PRONAME: a user-friendly pipeline to process long-read nanopore metabarcoding data by generating high-quality consensus sequences
PRONAME: a user-friendly pipeline to process long-read nanopore metabarcoding data by generating high-quality consensus sequences
Blog Article
BackgroundThe study of sample taxonomic composition has evolved from direct observations and labor-intensive morphological studies to different DNA sequencing methodologies.Most of these studies leverage the metabarcoding approach, which involves the amplification of a small taxonomically-informative portion of the genome and its subsequent high-throughput sequencing.Recent advances in sequencing technology brought by Oxford Nanopore Technologies have revolutionized the field, enabling portability, affordable cost and long-read sequencing, therefore leading to a significant increase in taxonomic resolution.However, Nanopore sequencing data exhibit a particular profile, with a higher error rate compared with Illumina sequencing, and existing bioinformatics pipelines gymnastics wall decals for the analysis of such data are scarce and often insufficient, requiring specialized tools to accurately process long-read sequences.

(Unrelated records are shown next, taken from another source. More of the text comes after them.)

//! Postgres-backed account and session storage (`sql/schema.sql`).

use anyhow::{anyhow, Context, Result};
use chrono::{DateTime, Utc};
use sqlx::{postgres::PgRow, PgPool, Row};
use tracing::{info_span, Instrument, Span};
use uuid::Uuid;

use super::{AccountStore, InsertOutcome, SessionRecord, SessionStore};
use crate::auth::account::{Account, AccountClass, AccountKind, NewAccount};

#[derive(Clone, Debug)]
pub struct PgStore {
    pool: PgPool,
}

impl PgStore {
    #[must_use]
    pub fn new(pool: PgPool) -> Self {
        Self { pool }
    }
}

fn query_span(operation: &'static str, statement: &'static str) -> Span {
    info_span!(
        "db.query",
        db.system = "postgresql",
        db.operation = operation,
        db.statement = statement
    )
}

pub(crate) fn is_unique_violation(err: &sqlx::Error) -> bool {
    match err {
        sqlx::Error::Database(db_err) => db_err.code().is_some_and(|code| code.as_ref() == "23505"),
        _ => false,
    }
}

const RESIDENT_EXISTS: &str =
    "SELECT EXISTS(SELECT 1 FROM residents WHERE national_id = $1) AS exists";
const ADMIN_EXISTS: &str = "SELECT EXISTS(SELECT 1 FROM admins WHERE username = $1) AS exists";

const SELECT_RESIDENT: &str = r"
    SELECT id, national_id, name, rt, rw, password_hash, created_at
    FROM residents
    WHERE national_id = $1
";
const SELECT_ADMIN: &str = r"
    SELECT id, username, password_hash, created_at
    FROM admins
    WHERE username = $1
";

const INSERT_RESIDENT: &str = r"
    INSERT INTO residents (id, national_id, name, rt, rw, password_hash)
    VALUES ($1, $2, $3, $4, $5, $6)
    RETURNING created_at
";
const INSERT_ADMIN: &str = r"
    INSERT INTO admins (id, username, password_hash)
    VALUES ($1, $2, $3)
    RETURNING created_at
";

const INSERT_SESSION: &str = r"
    INSERT INTO refresh_tokens (token_hash, resident_id, admin_id, created_at, expires_at)
    VALUES ($1, $2, $3, $4, $5)
";
const SELECT_SESSION: &str = r"
    SELECT token_hash, resident_id, admin_id, created_at, expires_at
    FROM refresh_tokens
    WHERE token_hash = $1
";
const DELETE_SESSION: &str = "DELETE FROM refresh_tokens WHERE token_hash = $1";

fn account_from_row(kind: AccountKind, row: &PgRow) -> Result<Account> {
    let class = match kind {
        AccountKind::Resident => AccountClass::Resident {
            national_id: row.try_get("national_id")?,
            name: row.try_get("name")?,
            rt: row.try_get("rt")?,
            rw: row.try_get("rw")?,
        },
        AccountKind::Admin => AccountClass::Admin {
            username: row.try_get("username")?,
        },
    };

    Ok(Account {
        id: row.try_get("id")?,
        class,
        password_hash: row.try_get("password_hash")?,
        created_at: row.try_get("created_at")?,
    })
}

fn session_from_row(row: &PgRow) -> Result<SessionRecord> {
    let resident_id: Option<Uuid> = row.try_get("resident_id")?;
    let admin_id: Option<Uuid> = row.try_get("admin_id")?;
    let (account_kind, account_id) = match (resident_id, admin_id) {
        (Some(id), None) => (AccountKind::Resident, id),
        (None, Some(id)) => (AccountKind::Admin, id),
        _ => return Err(anyhow!("refresh token row must reference exactly one account")),
    };

    Ok(SessionRecord {
        account_kind,
        account_id,
        token_digest: row.try_get("token_hash")?,
        created_at: row.try_get("created_at")?,
        expires_at: row.try_get("expires_at")?,
    })
}

impl AccountStore for PgStore {
    async fn identifier_exists(&self, kind: AccountKind, identifier: &str) -> Result<bool> {
        let query = match kind {
            AccountKind::Resident => RESIDENT_EXISTS,
            AccountKind::Admin => ADMIN_EXISTS,
        };
        let row = sqlx::query(query)
            .bind(identifier)
            .fetch_one(&self.pool)
            .instrument(query_span("SELECT", query))
            .await
            .with_context(|| format!("failed to check {kind} identifier"))?;

        Ok(row.try_get("exists")?)
    }

    async fn find_account(&self, kind: AccountKind, identifier: &str) -> Result<Option<Account>> {
        let query = match kind {
            AccountKind::Resident => SELECT_RESIDENT,
            AccountKind::Admin => SELECT_ADMIN,
        };
        let row = sqlx::query(query)
            .bind(identifier)
            .fetch_optional(&self.pool)
            .instrument(query_span("SELECT", query))
            .await
            .with_context(|| format!("failed to lookup {kind} account"))?;

        row.map(|row| account_from_row(kind, &row)).transpose()
    }

    async fn insert_account(&self, account: &NewAccount) -> Result<InsertOutcome> {
        let id = Uuid::now_v7();
        let result = match &account.class {
            AccountClass::Resident {
                national_id,
                name,
                rt,
                rw,
            } => {
                sqlx::query(INSERT_RESIDENT)
                    .bind(id)
                    .bind(national_id)
                    .bind(name)
                    .bind(rt)
                    .bind(rw)
                    .bind(&account.password_hash)
                    .fetch_one(&self.pool)
                    .instrument(query_span("INSERT", INSERT_RESIDENT))
                    .await
            }
            AccountClass::Admin { username } => {
                sqlx::query(INSERT_ADMIN)
                    .bind(id)
                    .bind(username)
                    .bind(&account.password_hash)
                    .fetch_one(&self.pool)
                    .instrument(query_span("INSERT", INSERT_ADMIN))
                    .await
            }
        };

        let row = match result {
            Ok(row) => row,
            Err(err) if is_unique_violation(&err) => return Ok(InsertOutcome::Conflict),
            Err(err) => {
                return Err(err)
                    .with_context(|| format!("failed to insert {} account", account.class.kind()))
            }
        };
        let created_at: DateTime<Utc> = row.try_get("created_at")?;

        Ok(InsertOutcome::Created(Account {
            id,
            class: account.class.clone(),
            password_hash: account.password_hash.clone(),
            created_at,
        }))
    }
}

impl SessionStore for PgStore {
    async fn save_session(&self, record: &SessionRecord) -> Result<()> {
        let (resident_id, admin_id) = match record.account_kind {
            AccountKind::Resident => (Some(record.account_id), None),
            AccountKind::Admin => (None, Some(record.account_id)),
        };
        sqlx::query(INSERT_SESSION)
            .bind(&record.token_digest)
            .bind(resident_id)
            .bind(admin_id)
            .bind(record.created_at)
            .bind(record.expires_at)
            .execute(&self.pool)
            .instrument(query_span("INSERT", INSERT_SESSION))
            .await
            .context("failed to insert refresh token")?;

        Ok(())
    }

    async fn find_session(&self, token_digest: &str) -> Result<Option<SessionRecord>> {
        let row = sqlx::query(SELECT_SESSION)
            .bind(token_digest)
            .fetch_optional(&self.pool)
            .instrument(query_span("SELECT", SELECT_SESSION))
            .await
            .context("failed to lookup refresh token")?;

        row.map(|row| session_from_row(&row)).transpose()
    }

    async fn delete_session(&self, token_digest: &str) -> Result<u64> {
        let result = sqlx::query(DELETE_SESSION)
            .bind(token_digest)
            .execute(&self.pool)
            .instrument(query_span("DELETE", DELETE_SESSION))
            .await
            .context("failed to delete refresh token")?;

        Ok(result.rows_affected())
    }
}

#[cfg(test)]
mod tests {
    use super::*;
    use sqlx::error::{DatabaseError, ErrorKind};
    use std::borrow::Cow;
    use std::error::Error as StdError;
    use std::fmt;

    #[derive(Debug)]
    struct TestDbError {
        code: Option<&'static str>,
    }

    impl fmt::Display for TestDbError {
        fn fmt(&self, f: &mut fmt::Formatter<'_>) -> fmt::Result {
            write!(f, "test database error")
        }
    }

    impl StdError for TestDbError {}

    impl DatabaseError for TestDbError {
        fn message(&self) -> &str {
            "test database error"
        }

        fn code(&self) -> Option<Cow<'_, str>> {
            self.code.map(Cow::Borrowed)
        }

        fn as_error(&self) -> &(dyn StdError + Send + Sync + 'static) {
            self
        }

        fn as_error_mut(&mut self) -> &mut (dyn StdError + Send + Sync + 'static) {
            self
        }

        fn into_error(self: Box<Self>) -> Box<dyn StdError + Send + Sync + 'static> {
            self
        }

        fn kind(&self) -> ErrorKind {
            ErrorKind::UniqueViolation
        }
    }

    #[test]
    fn unique_violation_matches_sqlstate() {
        let err = sqlx::Error::Database(Box::new(TestDbError {
            code: Some("23505"),
        }));
        assert!(is_unique_violation(&err));

        let err = sqlx::Error::Database(Box::new(TestDbError {
            code: Some("23503"),
        }));
        assert!(!is_unique_violation(&err));

        assert!(!is_unique_violation(&sqlx::Error::RowNotFound));
    }
}
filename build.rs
fn main() {
    built::write_built_file().expect("Failed to acquire build-time information");
}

ResultsWe present PRONAME (PROcessing NAnopore MEtabarcoding data), an open-source, user-friendly pipeline optimized for processing raw Nanopore sequencing data.PRONAME includes precompiled databases for complete 16S sequences (Silva138 and Greengenes2) and a newly developed and curated database dedicated to bacterial 16S-ITS-23S operon sequences.The user can also provide a custom database if desired, therefore enabling the analysis of metabarcoding data for any domain of life.The pipeline significantly improves sequence accuracy, implementing innovative error-correction strategies and taking advantage of the new sequencing chemistry to produce high-quality duplex reads.
Evaluations using a mock community have shown that PRONAME delivers consensus sequences demonstrating at least 99.5% accuracy with standard settings (and up ribavirin coupon to 99.7%), making it a robust tool for genomic analysis of complex multi-species communities.ConclusionPRONAME meets the challenges of long-read Nanopore data processing, offering greater accuracy and versatility than existing pipelines.
By integrating Nanopore-specific quality filtering, clustering and error correction, PRONAME produces high-precision consensus sequences.This brings the accuracy of Nanopore sequencing close to that of Illumina sequencing, while taking advantage of the benefits of long-read technologies.